## What is expected
Lines of the listing below that contain the string "users" are to be returned.
= = =
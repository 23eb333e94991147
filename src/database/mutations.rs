//! The deposit / withdraw / bonus lifecycle.
//!
//! Every operation runs inside one database transaction. The conditional
//! status flip is the first write, so of two concurrent requests for the same
//! transaction only one can get past it; any later failure rolls back the
//! flip together with all balance effects.

use bigdecimal::BigDecimal;
use chrono::{NaiveDateTime, Utc};
use diesel::prelude::*;
use diesel::result::{DatabaseErrorKind, Error};
use diesel::PgConnection;
use tracing::{debug, info, warn};

use crate::amount;
use crate::database::{banks, idgen, kiosk, models, queries};
use crate::error::{BalanceSource, Entity, LedgerError};
use crate::lifecycle::{format_process_time, LifecycleAction, TransactionKind, TransactionStatus};

pub struct Submission {
    pub kind: TransactionKind,
    pub transaction_ref: String,
    pub username: String,
    pub amount: BigDecimal,
    pub bank_id: Option<i64>,
    pub agent_commission_report_id: Option<i64>,
    pub remark: Option<String>,
}

// creates user record with empty wallet, on conflict does nothing
pub fn init_user(conn: &mut PgConnection, req_username: &str, req_vip_level: &str) -> Result<models::User, LedgerError> {
    if req_username.trim().is_empty() {
        return Err(LedgerError::InvalidRequest("username is empty".to_string()));
    }
    {
        use crate::schema::users::dsl::*;
        diesel::insert_into(users)
            .values((
                username.eq(req_username),
                wallet.eq(amount::zero()),
                total_deposit.eq(amount::zero()),
                total_withdraw.eq(amount::zero()),
                total_bonus.eq(amount::zero()),
                total_turnover.eq(amount::zero()),
                vip_level.eq(req_vip_level),
                created_at.eq(Utc::now().naive_utc()),
            ))
            .on_conflict(username)
            .do_nothing()
            .execute(conn)?;
    }
    queries::load_user(conn, req_username)
}

pub fn create_admin(conn: &mut PgConnection, req_username: &str) -> Result<models::Admin, LedgerError> {
    if req_username.trim().is_empty() {
        return Err(LedgerError::InvalidRequest("username is empty".to_string()));
    }
    use crate::schema::admin::dsl::*;
    let created = diesel::insert_into(admin)
        .values((
            id.eq(idgen::next()),
            username.eq(req_username),
            processed_count.eq(0i64),
            total_processing_seconds.eq(0i64),
            total_reverted_deposits.eq(0i64),
            total_reverted_withdrawals.eq(0i64),
            total_reverted_bonuses.eq(0i64),
        ))
        .get_result::<models::Admin>(conn)
        .map_err(|e| match e {
            Error::DatabaseError(DatabaseErrorKind::UniqueViolation, _) => {
                LedgerError::InvalidRequest(format!("admin {req_username} already exists"))
            }
            e => e.into(),
        })?;
    info!(admin_id = created.id, username = %created.username, "admin created");
    Ok(created)
}

/// Files a new pending money transaction and its wallet log mirror.
///
/// `transaction_ref` is the caller's idempotency key: submitting the same
/// reference twice returns the transaction created the first time.
pub fn submit(conn: &mut PgConnection, req: Submission) -> Result<models::MoneyTransaction, LedgerError> {
    amount::ensure_positive(&req.amount)?;
    if req.transaction_ref.trim().is_empty() {
        return Err(LedgerError::InvalidRequest("transactionId is empty".to_string()));
    }
    match (req.kind.uses_bank_channel(), req.bank_id) {
        (true, None) => return Err(LedgerError::InvalidRequest(format!("{} requires a bank channel", req.kind))),
        (false, Some(_)) => return Err(LedgerError::InvalidRequest(format!("{} takes no bank channel", req.kind))),
        _ => {}
    }
    if req.kind != TransactionKind::Bonus && req.agent_commission_report_id.is_some() {
        return Err(LedgerError::InvalidRequest(
            "only bonuses can reference an agent commission report".to_string(),
        ));
    }

    conn.transaction::<_, LedgerError, _>(|conn| {
        // idempotency check
        let existing = {
            use crate::schema::money_transaction::dsl::*;
            money_transaction
                .filter(transaction_id.eq(&req.transaction_ref))
                .first::<models::MoneyTransaction>(conn)
                .optional()?
        };
        if let Some(existing) = existing {
            if existing.kind()? == req.kind && existing.username == req.username && existing.amount == req.amount {
                return Ok(existing);
            }
            return Err(LedgerError::InvalidRequest(format!(
                "transactionId {} is already used by another transaction",
                req.transaction_ref
            )));
        }

        queries::load_user(conn, &req.username)?;
        if let Some(bank) = req.bank_id {
            let channel = banks::load_channel(conn, bank)?;
            if !channel.is_active {
                return Err(LedgerError::InvalidRequest(format!("bank channel {bank} is disabled")));
            }
        }
        if let Some(report) = req.agent_commission_report_id {
            queries::load_commission_report(conn, report)?;
        }

        let now = Utc::now().naive_utc();
        let record = models::NewMoneyTransaction {
            id: idgen::next(),
            kind: req.kind.as_str().to_string(),
            transaction_id: req.transaction_ref.clone(),
            username: req.username.clone(),
            amount: req.amount.clone(),
            status: TransactionStatus::Pending.as_str().to_string(),
            reverted: false,
            bank_id: req.bank_id,
            agent_commission_report_id: req.agent_commission_report_id,
            remark: req.remark.clone(),
            created_at: now,
        };
        let created = diesel::insert_into(crate::schema::money_transaction::table)
            .values(&record)
            .get_result::<models::MoneyTransaction>(conn)
            .map_err(|e| match e {
                Error::DatabaseError(DatabaseErrorKind::UniqueViolation, _) => LedgerError::InvalidRequest(format!(
                    "transactionId {} is already used by another transaction",
                    req.transaction_ref
                )),
                e => e.into(),
            })?;

        let mirror = models::NewUserWalletLog {
            id: idgen::next(),
            transaction_id: created.transaction_id.clone(),
            username: created.username.clone(),
            transaction_type: created.kind.clone(),
            amount: created.amount.clone(),
            status: created.status.clone(),
            created_at: now,
            updated_at: now,
        };
        diesel::insert_into(crate::schema::user_wallet_log::table)
            .values(&mirror)
            .execute(conn)?;

        info!(
            id = created.id,
            kind = %req.kind,
            username = %created.username,
            amount = %created.amount,
            "money transaction submitted"
        );
        Ok(created)
    })
}

pub fn approve(
    conn: &mut PgConnection,
    req_kind: TransactionKind,
    req_id: i64,
    req_admin_id: i64,
) -> Result<models::MoneyTransaction, LedgerError> {
    conn.transaction::<_, LedgerError, _>(|conn| {
        let action = LifecycleAction::Approve;
        let tx = flip_status(conn, req_kind, req_id, action)?;
        let actor = queries::load_admin(conn, req_admin_id)?;
        let user = queries::lock_user(conn, &tx.username)?;
        let delta = tx.amount.clone();
        let now = Utc::now().naive_utc();

        settle_kiosk_pool(conn, req_kind, action, &tx, &actor.username)?;

        {
            use crate::schema::users::dsl::*;
            let target = users.find(&tx.username);
            match req_kind {
                TransactionKind::Deposit => diesel::update(target)
                    .set((
                        wallet.eq(wallet + delta.clone()),
                        total_deposit.eq(total_deposit + delta.clone()),
                        first_deposit_date.eq(user.first_deposit_date.or(Some(now))),
                    ))
                    .execute(conn)?,
                TransactionKind::Bonus => diesel::update(target)
                    .set((wallet.eq(wallet + delta.clone()), total_bonus.eq(total_bonus + delta.clone())))
                    .execute(conn)?,
                // the wallet was debited when the withdraw was filed
                TransactionKind::Withdraw => diesel::update(target)
                    .set(total_withdraw.eq(total_withdraw + delta.clone()))
                    .execute(conn)?,
            };
        }

        settle_bank_channel(conn, req_kind, action, &tx, &actor.username)?;

        let elapsed = now - tx.created_at;
        let stamped = {
            use crate::schema::money_transaction::dsl::*;
            diesel::update(money_transaction.find(req_id))
                .set((
                    process_by.eq(Some(actor.username.clone())),
                    process_time.eq(Some(format_process_time(elapsed))),
                    processed_at.eq(Some(now)),
                ))
                .get_result::<models::MoneyTransaction>(conn)?
        };
        mirror_status(conn, &stamped, TransactionStatus::Approved, now)?;
        record_processing_time(conn, actor.id, elapsed.num_seconds().max(0))?;

        info!(
            id = req_id,
            kind = %req_kind,
            username = %stamped.username,
            amount = %stamped.amount,
            admin = %actor.username,
            process_time = stamped.process_time.as_deref().unwrap_or_default(),
            "money transaction approved"
        );
        Ok(stamped)
    })
}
= = =
## Problem solution
        use crate::schema::users::dsl::*;
        diesel::insert_into(users)
            use crate::schema::users::dsl::*;
            let target = users.find(&tx.username);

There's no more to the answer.